(Items from a dataset)
┄┄┄┄┄┄

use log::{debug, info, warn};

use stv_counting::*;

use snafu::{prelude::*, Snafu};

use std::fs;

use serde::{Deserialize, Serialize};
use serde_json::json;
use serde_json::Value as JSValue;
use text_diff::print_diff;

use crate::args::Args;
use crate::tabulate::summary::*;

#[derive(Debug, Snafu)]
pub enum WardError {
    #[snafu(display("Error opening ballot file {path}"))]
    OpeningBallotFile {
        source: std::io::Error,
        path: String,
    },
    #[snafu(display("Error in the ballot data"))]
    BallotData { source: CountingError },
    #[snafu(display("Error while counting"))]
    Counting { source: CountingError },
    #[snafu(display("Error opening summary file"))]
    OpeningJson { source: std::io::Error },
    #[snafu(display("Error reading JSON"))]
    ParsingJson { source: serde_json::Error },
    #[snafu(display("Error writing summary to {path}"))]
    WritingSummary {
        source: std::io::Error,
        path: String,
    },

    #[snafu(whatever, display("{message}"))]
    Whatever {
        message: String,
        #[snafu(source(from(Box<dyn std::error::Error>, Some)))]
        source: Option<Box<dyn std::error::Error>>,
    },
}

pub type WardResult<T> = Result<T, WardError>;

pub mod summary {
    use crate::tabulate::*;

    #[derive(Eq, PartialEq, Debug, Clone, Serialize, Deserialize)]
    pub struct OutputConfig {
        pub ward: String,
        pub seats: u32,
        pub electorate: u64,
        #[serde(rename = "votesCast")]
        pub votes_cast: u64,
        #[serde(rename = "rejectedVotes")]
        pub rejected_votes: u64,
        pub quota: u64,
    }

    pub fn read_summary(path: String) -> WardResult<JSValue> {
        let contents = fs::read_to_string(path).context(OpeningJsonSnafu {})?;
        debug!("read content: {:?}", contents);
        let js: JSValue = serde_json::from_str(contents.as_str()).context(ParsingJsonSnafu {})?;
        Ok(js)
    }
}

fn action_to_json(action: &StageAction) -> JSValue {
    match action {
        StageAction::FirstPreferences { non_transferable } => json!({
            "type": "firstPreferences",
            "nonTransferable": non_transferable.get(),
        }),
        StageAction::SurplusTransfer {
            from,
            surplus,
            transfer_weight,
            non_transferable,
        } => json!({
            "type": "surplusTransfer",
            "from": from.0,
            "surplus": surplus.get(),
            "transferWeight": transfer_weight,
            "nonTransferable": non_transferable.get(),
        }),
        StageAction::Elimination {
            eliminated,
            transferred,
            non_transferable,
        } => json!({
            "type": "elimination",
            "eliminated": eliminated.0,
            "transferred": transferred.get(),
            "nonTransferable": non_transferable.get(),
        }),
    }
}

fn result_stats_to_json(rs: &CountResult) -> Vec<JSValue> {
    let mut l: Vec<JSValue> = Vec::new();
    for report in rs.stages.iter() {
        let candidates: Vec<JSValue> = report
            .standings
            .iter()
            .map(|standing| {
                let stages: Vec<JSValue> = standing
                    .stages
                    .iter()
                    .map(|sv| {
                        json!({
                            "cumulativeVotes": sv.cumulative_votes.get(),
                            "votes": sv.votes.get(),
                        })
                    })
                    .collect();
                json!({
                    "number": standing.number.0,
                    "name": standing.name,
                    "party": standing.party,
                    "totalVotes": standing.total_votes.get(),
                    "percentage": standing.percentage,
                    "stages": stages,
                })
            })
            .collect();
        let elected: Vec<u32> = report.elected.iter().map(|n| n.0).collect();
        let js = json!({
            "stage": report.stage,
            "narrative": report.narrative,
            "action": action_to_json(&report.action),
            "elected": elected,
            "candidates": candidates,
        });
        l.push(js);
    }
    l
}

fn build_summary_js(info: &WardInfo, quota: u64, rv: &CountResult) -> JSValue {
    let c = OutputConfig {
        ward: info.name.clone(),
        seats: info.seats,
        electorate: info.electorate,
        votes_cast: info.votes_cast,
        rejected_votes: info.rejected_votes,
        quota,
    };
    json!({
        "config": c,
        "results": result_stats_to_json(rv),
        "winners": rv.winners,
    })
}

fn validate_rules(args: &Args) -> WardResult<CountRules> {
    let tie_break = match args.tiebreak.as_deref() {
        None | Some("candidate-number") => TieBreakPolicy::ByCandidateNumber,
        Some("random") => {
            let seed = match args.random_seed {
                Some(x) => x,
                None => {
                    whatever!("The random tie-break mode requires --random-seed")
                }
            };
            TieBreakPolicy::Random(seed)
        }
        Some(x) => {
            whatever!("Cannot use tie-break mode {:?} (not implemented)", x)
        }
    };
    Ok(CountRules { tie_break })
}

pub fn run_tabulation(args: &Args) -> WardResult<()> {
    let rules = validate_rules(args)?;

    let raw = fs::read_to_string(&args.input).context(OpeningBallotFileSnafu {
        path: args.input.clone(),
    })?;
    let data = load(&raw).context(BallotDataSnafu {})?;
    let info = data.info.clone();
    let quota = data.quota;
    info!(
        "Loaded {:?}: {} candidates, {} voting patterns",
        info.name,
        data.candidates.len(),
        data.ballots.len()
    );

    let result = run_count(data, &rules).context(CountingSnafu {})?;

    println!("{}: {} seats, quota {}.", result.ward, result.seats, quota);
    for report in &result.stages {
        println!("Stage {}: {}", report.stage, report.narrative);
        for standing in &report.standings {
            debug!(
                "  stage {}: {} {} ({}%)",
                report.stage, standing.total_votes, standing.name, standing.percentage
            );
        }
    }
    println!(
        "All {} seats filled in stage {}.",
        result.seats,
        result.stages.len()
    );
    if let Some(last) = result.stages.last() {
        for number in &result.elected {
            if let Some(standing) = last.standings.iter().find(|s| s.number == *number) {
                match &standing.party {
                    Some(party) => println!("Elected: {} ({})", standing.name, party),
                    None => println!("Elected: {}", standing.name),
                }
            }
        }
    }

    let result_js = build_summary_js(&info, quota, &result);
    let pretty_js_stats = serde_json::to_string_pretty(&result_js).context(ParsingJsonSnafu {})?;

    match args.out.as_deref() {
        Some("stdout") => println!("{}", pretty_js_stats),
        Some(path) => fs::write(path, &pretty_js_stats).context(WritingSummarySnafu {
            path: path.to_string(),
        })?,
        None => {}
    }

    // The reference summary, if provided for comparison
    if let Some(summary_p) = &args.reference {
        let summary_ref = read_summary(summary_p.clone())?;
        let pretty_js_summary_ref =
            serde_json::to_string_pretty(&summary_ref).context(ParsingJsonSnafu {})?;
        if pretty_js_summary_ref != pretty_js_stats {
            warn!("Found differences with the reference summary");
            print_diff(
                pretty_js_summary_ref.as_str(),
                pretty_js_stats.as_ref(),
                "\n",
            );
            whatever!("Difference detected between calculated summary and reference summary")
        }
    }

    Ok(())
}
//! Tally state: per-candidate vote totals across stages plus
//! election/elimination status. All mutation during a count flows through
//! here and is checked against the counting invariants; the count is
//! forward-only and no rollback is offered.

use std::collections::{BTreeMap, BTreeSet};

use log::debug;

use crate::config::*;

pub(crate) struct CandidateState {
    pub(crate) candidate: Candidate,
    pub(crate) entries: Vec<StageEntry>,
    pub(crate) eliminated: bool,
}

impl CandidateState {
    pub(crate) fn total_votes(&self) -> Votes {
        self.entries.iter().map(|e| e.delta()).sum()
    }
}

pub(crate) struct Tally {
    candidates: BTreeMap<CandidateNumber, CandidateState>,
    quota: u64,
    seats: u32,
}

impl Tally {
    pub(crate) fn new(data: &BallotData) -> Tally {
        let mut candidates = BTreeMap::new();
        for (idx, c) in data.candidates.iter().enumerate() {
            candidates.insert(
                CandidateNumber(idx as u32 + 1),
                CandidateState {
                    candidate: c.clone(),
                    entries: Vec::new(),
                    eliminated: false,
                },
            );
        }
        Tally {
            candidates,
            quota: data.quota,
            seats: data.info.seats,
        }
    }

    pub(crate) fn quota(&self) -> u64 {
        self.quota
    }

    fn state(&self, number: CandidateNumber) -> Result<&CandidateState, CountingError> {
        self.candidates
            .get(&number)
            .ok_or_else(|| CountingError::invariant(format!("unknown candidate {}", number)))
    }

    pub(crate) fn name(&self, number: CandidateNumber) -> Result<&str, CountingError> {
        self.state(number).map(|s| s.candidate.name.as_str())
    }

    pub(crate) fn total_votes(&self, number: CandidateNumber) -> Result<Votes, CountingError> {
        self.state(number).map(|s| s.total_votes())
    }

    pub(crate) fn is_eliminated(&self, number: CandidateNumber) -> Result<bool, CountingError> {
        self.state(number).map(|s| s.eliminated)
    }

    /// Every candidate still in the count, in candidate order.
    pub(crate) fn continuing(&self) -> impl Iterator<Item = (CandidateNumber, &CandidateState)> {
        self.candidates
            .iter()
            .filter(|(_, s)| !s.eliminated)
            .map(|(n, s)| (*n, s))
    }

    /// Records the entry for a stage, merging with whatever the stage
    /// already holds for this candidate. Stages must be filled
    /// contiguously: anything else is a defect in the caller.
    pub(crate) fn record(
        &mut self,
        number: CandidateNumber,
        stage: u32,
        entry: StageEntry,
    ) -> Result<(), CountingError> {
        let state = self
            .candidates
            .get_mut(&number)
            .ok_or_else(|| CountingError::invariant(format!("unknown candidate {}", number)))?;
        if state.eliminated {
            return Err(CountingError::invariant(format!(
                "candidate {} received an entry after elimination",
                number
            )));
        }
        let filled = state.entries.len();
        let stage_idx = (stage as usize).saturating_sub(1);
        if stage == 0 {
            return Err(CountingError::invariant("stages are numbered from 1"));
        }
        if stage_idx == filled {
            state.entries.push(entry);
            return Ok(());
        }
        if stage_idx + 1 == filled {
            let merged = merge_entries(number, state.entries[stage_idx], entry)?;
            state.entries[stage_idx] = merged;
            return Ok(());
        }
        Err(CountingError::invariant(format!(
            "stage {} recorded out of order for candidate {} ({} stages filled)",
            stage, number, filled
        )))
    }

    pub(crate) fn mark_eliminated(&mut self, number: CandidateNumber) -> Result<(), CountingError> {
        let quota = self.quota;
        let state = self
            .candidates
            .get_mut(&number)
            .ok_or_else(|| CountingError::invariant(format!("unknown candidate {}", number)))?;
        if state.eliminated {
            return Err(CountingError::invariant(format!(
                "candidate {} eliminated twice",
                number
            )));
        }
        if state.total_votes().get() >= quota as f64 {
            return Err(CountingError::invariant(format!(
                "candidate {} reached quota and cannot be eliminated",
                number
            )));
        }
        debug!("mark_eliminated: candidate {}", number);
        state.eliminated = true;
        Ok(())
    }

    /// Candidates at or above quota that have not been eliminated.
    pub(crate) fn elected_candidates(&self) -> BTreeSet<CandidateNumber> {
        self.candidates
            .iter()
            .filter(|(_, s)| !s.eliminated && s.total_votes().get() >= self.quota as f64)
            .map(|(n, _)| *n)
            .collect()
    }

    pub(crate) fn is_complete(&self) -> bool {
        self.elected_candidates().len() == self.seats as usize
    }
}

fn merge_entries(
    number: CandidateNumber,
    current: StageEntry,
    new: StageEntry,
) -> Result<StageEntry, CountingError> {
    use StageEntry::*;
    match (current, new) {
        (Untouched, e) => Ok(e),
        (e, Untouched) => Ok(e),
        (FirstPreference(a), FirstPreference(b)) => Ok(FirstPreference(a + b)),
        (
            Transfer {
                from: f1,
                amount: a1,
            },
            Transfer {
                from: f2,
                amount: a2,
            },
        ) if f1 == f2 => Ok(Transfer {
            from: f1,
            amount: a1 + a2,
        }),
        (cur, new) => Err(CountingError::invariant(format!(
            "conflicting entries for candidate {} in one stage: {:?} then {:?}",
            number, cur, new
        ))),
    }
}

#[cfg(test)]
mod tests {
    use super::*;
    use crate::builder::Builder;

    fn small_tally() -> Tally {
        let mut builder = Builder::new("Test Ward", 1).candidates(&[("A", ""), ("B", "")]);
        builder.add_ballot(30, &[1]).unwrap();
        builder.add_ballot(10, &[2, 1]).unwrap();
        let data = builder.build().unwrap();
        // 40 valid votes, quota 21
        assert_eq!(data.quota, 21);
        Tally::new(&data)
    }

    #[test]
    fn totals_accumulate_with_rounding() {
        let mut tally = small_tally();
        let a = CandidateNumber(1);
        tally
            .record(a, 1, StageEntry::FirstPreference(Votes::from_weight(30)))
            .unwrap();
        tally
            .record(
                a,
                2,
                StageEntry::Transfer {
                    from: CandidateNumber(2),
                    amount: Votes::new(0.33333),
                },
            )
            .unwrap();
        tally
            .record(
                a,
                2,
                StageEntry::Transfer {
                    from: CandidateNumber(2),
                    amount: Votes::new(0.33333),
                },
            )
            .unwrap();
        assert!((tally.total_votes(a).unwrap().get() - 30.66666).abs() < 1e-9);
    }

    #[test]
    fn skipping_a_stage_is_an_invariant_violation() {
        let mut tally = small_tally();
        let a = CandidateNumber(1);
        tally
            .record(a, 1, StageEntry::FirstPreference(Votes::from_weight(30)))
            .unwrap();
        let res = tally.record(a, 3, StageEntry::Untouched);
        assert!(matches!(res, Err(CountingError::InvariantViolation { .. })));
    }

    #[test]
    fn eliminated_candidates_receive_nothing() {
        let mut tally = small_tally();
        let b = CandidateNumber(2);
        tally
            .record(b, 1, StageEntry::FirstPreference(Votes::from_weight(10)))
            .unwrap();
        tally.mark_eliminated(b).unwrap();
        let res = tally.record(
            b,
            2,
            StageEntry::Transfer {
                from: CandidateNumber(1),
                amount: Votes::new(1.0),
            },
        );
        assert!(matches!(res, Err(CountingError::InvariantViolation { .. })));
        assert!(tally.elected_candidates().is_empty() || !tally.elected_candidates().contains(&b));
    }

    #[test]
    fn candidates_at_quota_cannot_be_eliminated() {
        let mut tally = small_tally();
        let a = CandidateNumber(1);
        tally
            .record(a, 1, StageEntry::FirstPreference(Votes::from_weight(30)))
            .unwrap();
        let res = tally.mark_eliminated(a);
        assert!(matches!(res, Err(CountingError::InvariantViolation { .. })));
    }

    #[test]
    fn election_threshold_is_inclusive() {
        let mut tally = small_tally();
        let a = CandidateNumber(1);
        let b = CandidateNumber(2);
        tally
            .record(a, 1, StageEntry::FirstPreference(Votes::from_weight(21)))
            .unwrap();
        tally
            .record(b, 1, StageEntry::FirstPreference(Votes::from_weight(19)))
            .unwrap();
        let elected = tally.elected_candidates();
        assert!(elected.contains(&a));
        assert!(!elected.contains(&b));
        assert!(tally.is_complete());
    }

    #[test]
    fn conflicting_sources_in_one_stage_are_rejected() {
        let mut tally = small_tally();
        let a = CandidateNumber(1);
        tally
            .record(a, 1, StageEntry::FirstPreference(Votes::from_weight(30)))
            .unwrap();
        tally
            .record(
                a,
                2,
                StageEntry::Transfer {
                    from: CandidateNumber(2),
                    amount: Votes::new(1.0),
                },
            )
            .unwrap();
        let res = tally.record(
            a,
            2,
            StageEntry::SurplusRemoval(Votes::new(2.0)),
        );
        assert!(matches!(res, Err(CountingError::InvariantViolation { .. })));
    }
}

┄┄┄┄┄┄

> **Prompt**:
Please copy, word for word, every line from the first line of the records through the line containing "let contents = fs::read_to_string(path).context(OpeningJsonSnafu", with both of those lines included and nothing else.

> **Written response**:
use log::{debug, info, warn};

use stv_counting::*;

use snafu::{prelude::*, Snafu};

use std::fs;

use serde::{Deserialize, Serialize};
use serde_json::json;
use serde_json::Value as JSValue;
use text_diff::print_diff;

use crate::args::Args;
use crate::tabulate::summary::*;

#[derive(Debug, Snafu)]
pub enum WardError {
    #[snafu(display("Error opening ballot file {path}"))]
    OpeningBallotFile {
        source: std::io::Error,
        path: String,
    },
    #[snafu(display("Error in the ballot data"))]
    BallotData { source: CountingError },
    #[snafu(display("Error while counting"))]
    Counting { source: CountingError },
    #[snafu(display("Error opening summary file"))]
    OpeningJson { source: std::io::Error },
    #[snafu(display("Error reading JSON"))]
    ParsingJson { source: serde_json::Error },
    #[snafu(display("Error writing summary to {path}"))]
    WritingSummary {
        source: std::io::Error,
        path: String,
    },

    #[snafu(whatever, display("{message}"))]
    Whatever {
        message: String,
        #[snafu(source(from(Box<dyn std::error::Error>, Some)))]
        source: Option<Box<dyn std::error::Error>>,
    },
}

pub type WardResult<T> = Result<T, WardError>;

pub mod summary {
    use crate::tabulate::*;

    #[derive(Eq, PartialEq, Debug, Clone, Serialize, Deserialize)]
    pub struct OutputConfig {
        pub ward: String,
        pub seats: u32,
        pub electorate: u64,
        #[serde(rename = "votesCast")]
        pub votes_cast: u64,
        #[serde(rename = "rejectedVotes")]
        pub rejected_votes: u64,
        pub quota: u64,
    }

    pub fn read_summary(path: String) -> WardResult<JSValue> {
        let contents = fs::read_to_string(path).context(OpeningJsonSnafu {})?;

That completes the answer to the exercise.